Farming took root in India only 10,000 years ago, study finds
Mumbai city news: A wave of migration from Central Asia led to the spread of agriculture across the Indian sub-continentmumbai Updated: Jun 18, 2017 01:19 IST
Farming came to India 10,000 years ago, and it was only much later that grains such as rice, wheat and millet — considered diet staples today — were grown in most parts of the country.
A wave of migration from Central Asia led to the spread of agriculture across the Indian sub-continent, a new study by the Tata Institute of Fundamental Research (TIFR) suggests. The study says the migrants started farming in the Indus-Ganga region and their farming techniques spread as the group moved to the east and south of the country.
A four-member TIFR team simulated the prehistoric movement of people in India and modelled the spread of crops to find early humans encountered wild varieties of two food grains, rice and millet, in the Indus-Ganga region.
“Pre-historic humans in India depended on hunting small game, scavenging or forest produce for food. Several groups migrating from Central Asia or Iran brought farming with them to India as they practised it around that time,” said Mayank Vahia, lead investigator, TIFR. “While these groups came with crops they knew of, they came across rice and millets in the Indus-Ganga region for the first time and started cultivating them too.”
Previous studies have shown early humans started migrating to India 60,000 to 40,000 years ago from Central Asia (Kyrgyzstan, Kazakhstan and Afghanistan) via the Khyber Pass, from Iran through Bolan Pass or the coastal route. These migrants formed three distinct groups – Ancestral North India (ANI), Ancestral South India (ASI) and Autro-Asian Indians (AAI).
The latest study now shows that farming took root in India much later.
As populations became very large, researchers said hunting-gathering was not enough and moving around was not possible.
“And, therefore they found farming as a good alternative. The idea that farming could be done and would be useful came from elsewhere, but these specific plants were identified in India,” said Vahia.
The results of their simulation matched with past studies based on archaeobiological data – study of the biology of ancient times with archaeological materials – from the Indian sub-continent.
Previous studies show Indian rice was initially grown in east India, in the Ganga – Brahmaputra valley. The region also recorded the first spread of the water buffalo and chickens. According to work by Dorian Fuller, a professor of archaeobotany at the University College London’s Institute of Archaeology, the western region largely survived on millet and wheat. These reached eastern India only around 4,500 year ago. Those who first occupied the Gangetic plains 9,000 years ago consumed fish.

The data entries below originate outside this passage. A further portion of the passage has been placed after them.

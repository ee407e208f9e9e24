use super::server::AppState;
use crate::backend::health::EndpointStatus;
use crate::backend::EndpointState;
use crate::content_type::ContentType;
use crate::error::{Error, ValidationError};
use crate::query::RawParams;
use axum::extract::rejection::QueryRejection;
use axum::extract::{Path, Query, State};
use axum::http::{header, StatusCode};
use axum::response::{IntoResponse, Response};
use axum::Json;
use serde::{Deserialize, Serialize};

const SEARCH_CACHE_CONTROL: &str = "public, max-age=2, s-maxage=2";
const COMMENT_IDS_CACHE_CONTROL: &str = "public, max-age=5, s-maxage=5";

type QueryPairs = Result<Query<Vec<(String, String)>>, QueryRejection>;

/// Undecodable query strings get the JSON validation envelope, not axum's text body
fn query_rejected(rejection: QueryRejection) -> Error {
    Error::Validation(ValidationError::new("query", rejection.body_text()))
}

/// GET /search/:content_type
pub async fn search(
    State(state): State<AppState>,
    Path(content_type): Path<String>,
    pairs: QueryPairs,
) -> Result<Response, Error> {
    let content_type: ContentType = content_type.parse()?;
    run_search(&state, content_type, pairs).await
}

/// Legacy comment search aliases
pub async fn search_comments(
    State(state): State<AppState>,
    pairs: QueryPairs,
) -> Result<Response, Error> {
    run_search(&state, ContentType::Comment, pairs).await
}

/// Legacy submission search aliases
pub async fn search_submissions(
    State(state): State<AppState>,
    pairs: QueryPairs,
) -> Result<Response, Error> {
    run_search(&state, ContentType::Submission, pairs).await
}

async fn run_search(
    state: &AppState,
    content_type: ContentType,
    pairs: QueryPairs,
) -> Result<Response, Error> {
    let Query(pairs) = pairs.map_err(query_rejected)?;
    let raw: RawParams = pairs.into_iter().collect();
    let result = state.gateway.search(content_type, &raw).await?;
    Ok((
        [(header::CACHE_CONTROL, SEARCH_CACHE_CONTROL)],
        Json(result),
    )
        .into_response())
}

/// GET /analyze/user/:username
pub async fn analyze_user(
    State(state): State<AppState>,
    Path(username): Path<String>,
) -> Result<Response, Error> {
    let summary = state.gateway.analyze_user(&username).await?;
    Ok(Json(summary).into_response())
}

#[derive(Debug, Serialize, Deserialize)]
pub struct CommentIdsResponse {
    pub data: Vec<String>,
}

/// GET /submission/comment_ids/:id
pub async fn comment_ids(
    State(state): State<AppState>,
    Path(submission_id): Path<String>,
) -> Result<Response, Error> {
    let data = state.gateway.comment_ids(&submission_id).await?;
    Ok((
        [(header::CACHE_CONTROL, COMMENT_IDS_CACHE_CONTROL)],
        Json(CommentIdsResponse { data }),
    )
        .into_response())
}

#[derive(Debug, Serialize, Deserialize)]
pub struct HealthResponse {
    pub status: String,
    pub endpoints: Vec<EndpointStatus>,
    pub relational: bool,
}

/// GET /health
///
/// 503 only when every search endpoint is unavailable.
pub async fn health(State(state): State<AppState>) -> (StatusCode, Json<HealthResponse>) {
    let endpoints = state.gateway.endpoint_health();
    let unavailable = endpoints
        .iter()
        .filter(|e| e.state == EndpointState::Unavailable)
        .count();

    let (status, code) = if unavailable == endpoints.len() {
        ("unavailable", StatusCode::SERVICE_UNAVAILABLE)
    } else if endpoints.iter().all(|e| e.state == EndpointState::Healthy) {
        ("ok", StatusCode::OK)
    } else {
        ("degraded", StatusCode::OK)
    };

    (
        code,
        Json(HealthResponse {
            status: status.to_string(),
            relational: state.gateway.executor().has_relational(),
            endpoints,
        }),
    )
}

/// GET /metrics
pub async fn metrics(State(state): State<AppState>) -> Response {
    match &state.metrics {
        Some(render) => (
            [(header::CONTENT_TYPE, "text/plain; version=0.0.4")],
            render(),
        )
            .into_response(),
        None => StatusCode::NOT_FOUND.into_response(),
    }
}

Studies have also found people inhabiting Orissa started growing tubers, millet, vigna (flowering plant) and pulses only 5,000 years ago. Much later – 2,500 years ago – cattle and black buck became the staple diet in Gujarat.
Rice, the staple food of the south, reached the region much later. Until then, people depended on cattle, sheep and goat for food.
“Archaeological and archaeo-botanical data from the subcontinent is patchy because these are based on field work. This simulation study gives smooth distribution of people across the country, over time-periods, and one can do many more experiments with history than what was allowed so far,” said Vahia.
In their paper published last month, the TIFR team used the same model to simulate prehistoric population dynamics which showed that early humans entered the Indian subcontinent through three entry points – along the coast about 65,000 years ago, from Iran via the Bolan Pass around 45,000 years ago, and along the Khyber Pass 40,000 to 30,000 years ago. Their results matched with genetic maps from the Centre for Cellular and Molecular Biology, Hyderabad.
“Around 30,000 years ago, internal pressures seem to have stimulated migration, and over the next 20,000 years or so, this resulted in encounters with other population groups. Upon introduction of farming, the populations were once again precipitated into isolated, localised groups capable of sustaining themselves through agriculture,” states the paper co-authored by Uma Ladiwala, and Deepak Mathur.